The TTP rebound comes despite the military operations by Pakistan which have been highly criticised. The regional resentment against the military has been embodied by the Pashtun Tahaffuz Movement (PTM) -- a political party -- which sheds light on the shortcomings of the military offences and brings to the front issues which continue to plague the locals, including enforced disappearances and fake encounters by the state.
The PTM, led by Manzoor Pashteen, contested the polls held in tribal regions on July 20. Widespread claims of the polling process being influenced by Islamabad were bolstered after two PTM leaders were arrested in the run-up to the polling. According to Shahid, the arrests were "emblematic of the double-edged sword that military operations in the tribal areas present".
"Despite the reduction in terror incidents, the manner in which the military operations have been carried out in the region has invited criticism from various political leaders, activists, and others," Shahid wrote.
The writer also claimed that despite Pakistan's claims of the reduction in terror attacks in tribal regions, the fact that the military operations have led to the displacement of over a million people from the former FATA is not recognised. No action has been taken over it either.
"As the state looks to silence criticism of its military operations in the tribal areas, the TTP appears to have resurfaced in North Waziristan.
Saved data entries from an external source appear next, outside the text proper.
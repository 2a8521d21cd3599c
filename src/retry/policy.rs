use crate::error::{CrawlError, ErrorFamily, RetryScope};
use std::time::Duration;

/// Default jitter ratio applied to computed backoff delays
pub const DEFAULT_JITTER: f64 = 0.1;

/// Describes how an operation should be retried
#[derive(Debug, Clone)]
pub struct RetryPolicy {
    /// Total attempts, including the first one
    pub max_attempts: u32,

    /// Delay that is doubled for every failed attempt
    pub base_delay: Duration,

    /// Errors outside these families propagate without classification
    pub eligible: Vec<ErrorFamily>,

    /// Scope passed to the classifier
    pub scope: RetryScope,

    /// Uniform jitter ratio, delays land in `[d*(1-j), d*(1+j)]`
    pub jitter: f64,
}

impl RetryPolicy {
    /// Creates a policy that considers every error kind at element scope
    pub fn new(max_attempts: u32, base_delay: Duration) -> Self {
        Self {
            max_attempts,
            base_delay,
            eligible: vec![ErrorFamily::Any],
            scope: RetryScope::Element,
            jitter: DEFAULT_JITTER,
        }
    }

    /// Policy for loading the crawl target
    pub fn navigation() -> Self {
        Self::new(3, Duration::from_secs(2))
            .with_eligible(&[
                ErrorFamily::Network,
                ErrorFamily::Timeout,
                ErrorFamily::Navigation,
            ])
            .with_scope(RetryScope::Operation)
    }

    /// Policy for element queries and record extraction
    pub fn extraction() -> Self {
        Self::new(3, Duration::from_secs(1)).with_eligible(&[
            ErrorFamily::Network,
            ErrorFamily::Timeout,
            ErrorFamily::StaleElement,
        ])
    }

    pub fn with_eligible(mut self, families: &[ErrorFamily]) -> Self {
        self.eligible = families.to_vec();
        self
    }

    pub fn with_scope(mut self, scope: RetryScope) -> Self {
        self.scope = scope;
        self
    }

    pub fn with_jitter(mut self, jitter: f64) -> Self {
        self.jitter = jitter;
        self
    }

    /// Returns true if the error should go through classification at all
    pub fn is_eligible(&self, error: &CrawlError) -> bool {
        self.eligible.iter().any(|family| error.belongs_to(*family))
    }
}
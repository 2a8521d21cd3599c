//! HTTP page agent against a mock server

use review_harvester::agent::HttpPageAgent;
use review_harvester::config::CrawlerConfig;
use review_harvester::crawler::PageAgent;
use review_harvester::error::ErrorKind;
use review_harvester::sites::SiteId;
use std::time::Duration;
use tempfile::TempDir;
use wiremock::matchers::{method, path, query_param};
use wiremock::{Mock, MockServer, ResponseTemplate};

const PRODUCT_PAGE: &str = r#"<html><body>
    <h2 class="prod-buy-header__title">Mock product</h2>
    <article class="js_reviewArticleContainer" data-review-id="1">first</article>
    <article class="js_reviewArticleContainer" data-review-id="2">second</article>
</body></html>"#;

/// Creates an agent whose captures go to a fresh temporary directory
fn create_test_agent(navigation_timeout_secs: u64) -> (HttpPageAgent, TempDir) {
    let dir = TempDir::new().unwrap();
    let config = CrawlerConfig {
        navigation_timeout_secs,
        screenshot_dir: dir.path().display().to_string(),
        user_agent: "review-harvester-tests".to_string(),
        ..CrawlerConfig::default()
    };
    (HttpPageAgent::new(SiteId::Coupang, &config).unwrap(), dir)
}

fn html(body: &str) -> ResponseTemplate {
    ResponseTemplate::new(200)
        .set_body_string(body)
        .insert_header("content-type", "text/html; charset=utf-8")
}

#[tokio::test]
async fn test_navigate_and_query_elements() {
    let mock_server = MockServer::start().await;
    Mock::given(method("GET"))
        .and(path("/vp/products/1"))
        .respond_with(html(PRODUCT_PAGE))
        .mount(&mock_server)
        .await;

    let (agent, _dir) = create_test_agent(5);
    let url = format!("{}/vp/products/1", mock_server.uri());
    agent.navigate(&url).await.unwrap();

    assert_eq!(agent.current_url().await.as_deref(), Some(url.as_str()));

    let title = agent
        .wait_for_element(".prod-buy-header__title", Duration::from_secs(1))
        .await
        .unwrap();
    assert_eq!(title.text, "Mock product");

    let articles = agent
        .wait_for_elements(".js_reviewArticleContainer", Duration::from_secs(1))
        .await
        .unwrap();
    assert_eq!(articles.len(), 2);

    let missing = agent
        .wait_for_element(".js_reviewArticleContent", Duration::from_secs(1))
        .await
        .unwrap_err();
    assert!(matches!(missing.kind(), ErrorKind::ElementNotFound { .. }));

    let page = agent.render().await.unwrap();
    assert!(page.html.contains("Mock product"));
}

#[tokio::test]
async fn test_status_codes_are_classified() {
    let mock_server = MockServer::start().await;
    Mock::given(method("GET"))
        .and(path("/missing"))
        .respond_with(ResponseTemplate::new(404))
        .mount(&mock_server)
        .await;
    Mock::given(method("GET"))
        .and(path("/busy"))
        .respond_with(ResponseTemplate::new(429).insert_header("Retry-After", "7"))
        .mount(&mock_server)
        .await;
    Mock::given(method("GET"))
        .and(path("/broken"))
        .respond_with(ResponseTemplate::new(503))
        .mount(&mock_server)
        .await;

    let (agent, _dir) = create_test_agent(5);

    let err = agent
        .navigate(&format!("{}/missing", mock_server.uri()))
        .await
        .unwrap_err();
    assert!(matches!(err.kind(), ErrorKind::PageNotFound));

    let err = agent
        .navigate(&format!("{}/busy", mock_server.uri()))
        .await
        .unwrap_err();
    assert!(matches!(
        err.kind(),
        ErrorKind::RateLimit {
            retry_after: Some(d)
        } if *d == Duration::from_secs(7)
    ));

    let err = agent
        .navigate(&format!("{}/broken", mock_server.uri()))
        .await
        .unwrap_err();
    assert_eq!(err.kind().status_code(), Some(503));
    assert!(err.is_network());

    // failed navigations leave nothing rendered
    assert!(agent.render().await.is_err());
}

#[tokio::test]
async fn test_slow_response_times_out() {
    let mock_server = MockServer::start().await;
    Mock::given(method("GET"))
        .and(path("/slow"))
        .respond_with(html(PRODUCT_PAGE).set_delay(Duration::from_secs(3)))
        .mount(&mock_server)
        .await;

    let (agent, _dir) = create_test_agent(1);
    let err = agent
        .navigate(&format!("{}/slow", mock_server.uri()))
        .await
        .unwrap_err();
    assert!(matches!(err.kind(), ErrorKind::Timeout));
}

#[tokio::test]
async fn test_advance_page_uses_review_page_parameter() {
    let mock_server = MockServer::start().await;
    Mock::given(method("GET"))
        .and(path("/vp/products/1"))
        .and(query_param("reviewPage", "2"))
        .respond_with(html("<p class=\"page\">two</p>"))
        .mount(&mock_server)
        .await;
    Mock::given(method("GET"))
        .and(path("/vp/products/1"))
        .and(query_param("reviewPage", "3"))
        .respond_with(ResponseTemplate::new(404))
        .mount(&mock_server)
        .await;
    Mock::given(method("GET"))
        .and(path("/vp/products/1"))
        .respond_with(html(PRODUCT_PAGE))
        .mount(&mock_server)
        .await;

    let (agent, _dir) = create_test_agent(5);
    agent
        .navigate(&format!("{}/vp/products/1", mock_server.uri()))
        .await
        .unwrap();

    assert!(agent.advance_page(2).await.unwrap());
    let page = agent.render().await.unwrap();
    assert!(page.html.contains("two"));
    assert!(page.url.contains("reviewPage=2"));

    // a missing page ends pagination without an error
    assert!(!agent.advance_page(3).await.unwrap());
    assert!(agent.render().await.unwrap().html.contains("two"));
}

#[tokio::test]
async fn test_screenshot_writes_current_document() {
    let mock_server = MockServer::start().await;
    Mock::given(method("GET"))
        .and(path("/vp/products/1"))
        .respond_with(html(PRODUCT_PAGE))
        .mount(&mock_server)
        .await;

    let (agent, dir) = create_test_agent(5);
    agent
        .navigate(&format!("{}/vp/products/1", mock_server.uri()))
        .await
        .unwrap();
    agent.screenshot("overview_failed").await;

    let captures: Vec<_> = std::fs::read_dir(dir.path())
        .unwrap()
        .map(|entry| entry.unwrap().path())
        .collect();
    assert_eq!(captures.len(), 1);

    let name = captures[0].file_name().unwrap().to_string_lossy().to_string();
    assert!(name.starts_with("overview_failed_"));
    assert!(name.ends_with(".html"));
    assert!(std::fs::read_to_string(&captures[0])
        .unwrap()
        .contains("Mock product"));
}

#[tokio::test]
async fn test_closed_agent_rejects_work() {
    let (agent, _dir) = create_test_agent(5);
    agent.close().await.unwrap();

    let err = agent.render().await.unwrap_err();
    assert!(err.is_resource());
}
use crate::config::types::{Config, CrawlerConfig, RetryConfig, SiteLimitEntry};
use crate::rate_limit::RateLimitConfig;
use crate::ConfigError;
use std::collections::HashSet;
use std::time::Duration;

/// Validates the entire configuration
pub fn validate(config: &Config) -> Result<(), ConfigError> {
    validate_crawler_config(&config.crawler)?;
    validate_retry_config(&config.retry)?;
    config
        .class_multipliers
        .check()
        .map_err(|e| ConfigError::Validation(format!("class-multipliers: {}", e)))?;
    validate_site_entries(&config.sites)?;
    Ok(())
}

/// Validates crawler configuration
fn validate_crawler_config(config: &CrawlerConfig) -> Result<(), ConfigError> {
    if config.navigation_timeout_secs < 1 {
        return Err(ConfigError::Validation(format!(
            "navigation-timeout-secs must be >= 1, got {}",
            config.navigation_timeout_secs
        )));
    }

    if config.element_timeout_secs < 1 {
        return Err(ConfigError::Validation(format!(
            "element-timeout-secs must be >= 1, got {}",
            config.element_timeout_secs
        )));
    }

    if config.output_dir.trim().is_empty() {
        return Err(ConfigError::Validation(
            "output-dir cannot be empty".to_string(),
        ));
    }

    if config.screenshot_dir.trim().is_empty() {
        return Err(ConfigError::Validation(
            "screenshot-dir cannot be empty".to_string(),
        ));
    }

    if config.user_agent.trim().is_empty() {
        return Err(ConfigError::Validation(
            "user-agent cannot be empty".to_string(),
        ));
    }

    Ok(())
}

/// Validates retry configuration
fn validate_retry_config(config: &RetryConfig) -> Result<(), ConfigError> {
    if !(0.0..1.0).contains(&config.jitter) {
        return Err(ConfigError::Validation(format!(
            "jitter must be in [0, 1), got {}",
            config.jitter
        )));
    }
    Ok(())
}

/// Validates site entries and rejects duplicates
fn validate_site_entries(entries: &[SiteLimitEntry]) -> Result<(), ConfigError> {
    let mut seen = HashSet::new();
    for entry in entries {
        if !seen.insert(entry.site) {
            return Err(ConfigError::Validation(format!(
                "site '{}' is configured more than once",
                entry.site
            )));
        }
        to_rate_limit_config(entry)?;
    }
    Ok(())
}

fn seconds(site_field: &str, value: f64) -> Result<Duration, ConfigError> {
    Duration::try_from_secs_f64(value).map_err(|_| {
        ConfigError::Validation(format!(
            "{} must be a non-negative number of seconds, got {}",
            site_field, value
        ))
    })
}

/// Converts a site entry into a checked rate limit config
pub fn to_rate_limit_config(entry: &SiteLimitEntry) -> Result<RateLimitConfig, ConfigError> {
    let config = RateLimitConfig {
        requests_per_second: entry.requests_per_second,
        burst_size: entry.burst_size,
        backoff_factor: entry.backoff_factor,
        min_delay: seconds("min-delay", entry.min_delay)?,
        max_delay: seconds("max-delay", entry.max_delay)?,
    };

    config
        .check()
        .map_err(|e| ConfigError::Validation(format!("site '{}': {}", entry.site, e)))?;

    Ok(config)
}
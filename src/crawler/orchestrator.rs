//! Crawl orchestrator - drives one session through the crawl state machine
//!
//! This module contains the loop that coordinates one crawl session, including:
//! - Loading the target under the navigation retry policy
//! - Discovering metadata and pagination bounds
//! - Collecting records page by page, skipping malformed records
//! - Advancing pages until the cap, the last page, a failure or shutdown
//!
//! Every externally visible operation first waits on the shared rate limiter and
//! reports its outcome back to it.

use super::pagination::{discover_total_pages, go_to_page, set_page_range};
use super::{Extractor, PageAgent, RenderedPage, ShutdownHandle};
use crate::error::{CrawlContext, CrawlError};
use crate::model::ProductMetadata;
use crate::rate_limit::{RateLimiter, RequestClass};
use crate::retry::{retry_with_observer, RetryPolicy, RetryState};
use crate::sites::ProductTarget;
use crate::state::{CrawlState, PageInfo};
use crate::{HarvestError, Result};
use std::sync::Arc;
use std::time::Duration;

/// Tunables of one crawl session
#[derive(Debug, Clone)]
pub struct CrawlSettings {
    /// Policy for loading the target URL
    pub navigation_retry: RetryPolicy,

    /// Policy for rendering and extracting a page
    pub extraction_retry: RetryPolicy,

    /// How long to wait for the extractor's ready selector
    pub element_timeout: Duration,
}

impl Default for CrawlSettings {
    fn default() -> Self {
        Self {
            navigation_retry: RetryPolicy::navigation(),
            extraction_retry: RetryPolicy::extraction(),
            element_timeout: Duration::from_secs(10),
        }
    }
}

/// Result of one crawl session
#[derive(Debug)]
pub struct CrawlOutcome<R> {
    /// Terminal state, `Done` or `Failed`
    pub state: CrawlState,

    /// Collected records in page order
    pub records: Vec<R>,

    pub metadata: ProductMetadata,

    /// Pagination bounds, once discovered
    pub page_info: Option<PageInfo>,

    /// Pages whose extraction was attempted
    pub pages_visited: u32,

    /// Records dropped because they could not be parsed
    pub skipped_records: usize,

    /// The error that ended a `Failed` session
    pub error: Option<CrawlError>,
}

impl<R> CrawlOutcome<R> {
    fn new() -> Self {
        Self {
            state: CrawlState::Idle,
            records: Vec::new(),
            metadata: ProductMetadata::default(),
            page_info: None,
            pages_visited: 0,
            skipped_records: 0,
            error: None,
        }
    }

    /// Returns true when the session ended cleanly with at least one record
    pub fn is_success(&self) -> bool {
        self.state.is_success() && !self.records.is_empty()
    }

    /// Returns true when the session stopped before the pages it planned to visit
    pub fn is_partial(&self) -> bool {
        self.page_info
            .map(|info| self.pages_visited < info.pages_to_crawl())
            .unwrap_or(false)
    }
}

/// Records collected from one page
struct PageHarvest<R> {
    records: Vec<R>,
    skipped: Vec<CrawlError>,
}

/// Drives one crawl session
///
/// The agent and extractor are owned by this session; the rate limiter and the
/// shutdown handle are shared with every other session in the process.
pub struct Orchestrator<A, E> {
    agent: Arc<A>,
    extractor: E,
    limiter: Arc<RateLimiter>,
    shutdown: ShutdownHandle,
    settings: CrawlSettings,
    state: CrawlState,
}
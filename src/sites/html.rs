//! Small scraper helpers shared by the site extractors

use crate::error::CrawlError;
use chrono::{NaiveDate, NaiveDateTime};
use scraper::{ElementRef, Selector};

/// Parses a CSS selector, reporting failures as parsing errors
pub(crate) fn selector(css: &str) -> Result<Selector, CrawlError> {
    Selector::parse(css)
        .map_err(|e| CrawlError::parsing(format!("Invalid selector '{}': {}", css, e)))
}

/// Text content of an element with fragments trimmed and joined by spaces
pub(crate) fn element_text(element: ElementRef<'_>) -> String {
    element
        .text()
        .map(str::trim)
        .filter(|t| !t.is_empty())
        .collect::<Vec<_>>()
        .join(" ")
}

/// First descendant of `scope` matching `css`
pub(crate) fn select_first<'a>(
    scope: ElementRef<'a>,
    css: &str,
) -> Result<Option<ElementRef<'a>>, CrawlError> {
    Ok(scope.select(&selector(css)?).next())
}

/// Every descendant of `scope` matching `css`
pub(crate) fn select_all<'a>(
    scope: ElementRef<'a>,
    css: &str,
) -> Result<Vec<ElementRef<'a>>, CrawlError> {
    Ok(scope.select(&selector(css)?).collect())
}

/// First match of the first candidate selector that matches anything
pub(crate) fn first_of<'a>(
    scope: ElementRef<'a>,
    candidates: &[&str],
) -> Result<Option<ElementRef<'a>>, CrawlError> {
    for css in candidates {
        if let Some(found) = select_first(scope, css)? {
            return Ok(Some(found));
        }
    }
    Ok(None)
}

/// Text of the first match, `None` when missing or blank
pub(crate) fn optional_text(scope: ElementRef<'_>, css: &str) -> Result<Option<String>, CrawlError> {
    Ok(select_first(scope, css)?
        .map(element_text)
        .filter(|t| !t.is_empty()))
}

/// Text of the first match, element-not-found when missing
pub(crate) fn required_text(scope: ElementRef<'_>, css: &str) -> Result<String, CrawlError> {
    select_first(scope, css)?
        .map(element_text)
        .ok_or_else(|| CrawlError::element_not_found(css))
}

/// First run of digits in `text`, ignoring thousands separators
pub(crate) fn parse_count(text: &str) -> Option<u64> {
    let cleaned = text.replace(',', "");
    let digits: String = cleaned
        .chars()
        .skip_while(|c| !c.is_ascii_digit())
        .take_while(|c| c.is_ascii_digit())
        .collect();
    digits.parse().ok()
}

/// Parses a score after removing the given labels
pub(crate) fn parse_score(text: &str, labels: &[&str]) -> Option<f64> {
    let mut cleaned = text.to_string();
    for label in labels {
        cleaned = cleaned.replace(label, "");
    }
    cleaned.trim().parse::<f64>().ok().filter(|s| s.is_finite())
}

/// Parses a date at midnight
pub(crate) fn parse_date(text: &str, format: &str) -> Option<NaiveDateTime> {
    NaiveDate::parse_from_str(text.trim(), format)
        .ok()
        .and_then(|date| date.and_hms_opt(0, 0, 0))
}

/// Highest page number among the pagination buttons matched by `css`
pub(crate) fn max_page_number(scope: ElementRef<'_>, css: &str) -> Option<u32> {
    let buttons = select_all(scope, css).ok()?;
    buttons
        .into_iter()
        .filter_map(|button| {
            button
                .value()
                .attr("data-page")
                .and_then(|v| v.trim().parse::<u32>().ok())
                .or_else(|| element_text(button).parse::<u32>().ok())
        })
        .max()
        .filter(|page| *page > 0)
}

/// `src` attributes of every image matched by `css`
pub(crate) fn image_urls(scope: ElementRef<'_>, css: &str) -> Result<Vec<String>, CrawlError> {
    Ok(select_all(scope, css)?
        .into_iter()
        .filter_map(|img| img.value().attr("src"))
        .map(str::to_string)
        .collect())
}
Observers find a strategic connection between the TTP's return to the limelight and the state's plans for the tribal areas," Shahid wrote.
Quoting Ayesha Siddiqa, the author of 'Military Inc.: Inside Pakistan's Military Economy', Shahid pointed out that the PTM was trying to bring attention to the connection between the Pakistan military and TTP.
"There is nothing odd about [the TTP resurfacing in the tribal areas] because that's a relationship that [the] Pakistan military has always had. The PTM was constantly trying to draw attention towards this," Siddiqa wrote, as per Shahid.
"The Taliban are there because the Army has allowed it. I fear the day Americans leave the Taliban in charge of Afghanistan. Pakistan will suffer the most," she added.
"They continue to get the needed strategic support. Yes, the PTM challenged the strategic space and status of the tribal areas, and [as a result] the TTP was pushed back. [Yet] the area continues to be a space for all proxy wars like Afghanistan and in future maybe Kashmir," said tribal activist and blogger Mona Aurangzeb, according to Shahid.
"As we can see from the development in regional politics [that] the American good guys are now the Taliban. The TTP will be instrumental in future Afghan settlement too," Aurangzeb added.
A senior military personnel believes that the TTP's rise has been influenced by the Afghan Taliban, Shahid wrote.
"The TTP is targeting Pakistani Army personnel in the tribal areas. They are being bolstered by the Afghan Taliban, who want to show their power in territories on both sides of the Afghanistan-Pakistan border to influence the current negotiations with the US," he quoted a senior Army official posted in the tribal areas as saying.
"Also, the Islamist State's presence in the region is largely made up of former Pakistan Taliban splinter groups. By propping up the TTP, the Afghan Taliban want to weaken [ISIS] as well, and tell Washington that they are the only group that needs to be kept in mind while discussing the future for Afghanistan," the official also said.
The sentiment is echoed by Lieutenant-General Talat Masood, the former secretary of Pakistan's Ministry of Defense Production. According to Masood, the "TTP leadership is based in Afghanistan and enjoys the 'direct or indirect' patronage of the Afghan Taliban," Shahid further added.
"The Pakistani Taliban are enjoying support and security in Afghanistan. The TTP will increase its presence in the tribal areas -- which they are literally governing -- and will target other areas of Pakistan as well," Masood stated.
The Lieutenant-General added that it's not in the interests of Pakistan to support the Afghan Taliban.
"They shouldn't let the Afghan Taliban become a dominant presence in Afghanistan, because that will have serious ramifications for Pakistan. [The TTP's reemergence] is evidence of that," Shahid quoted Masood as saying.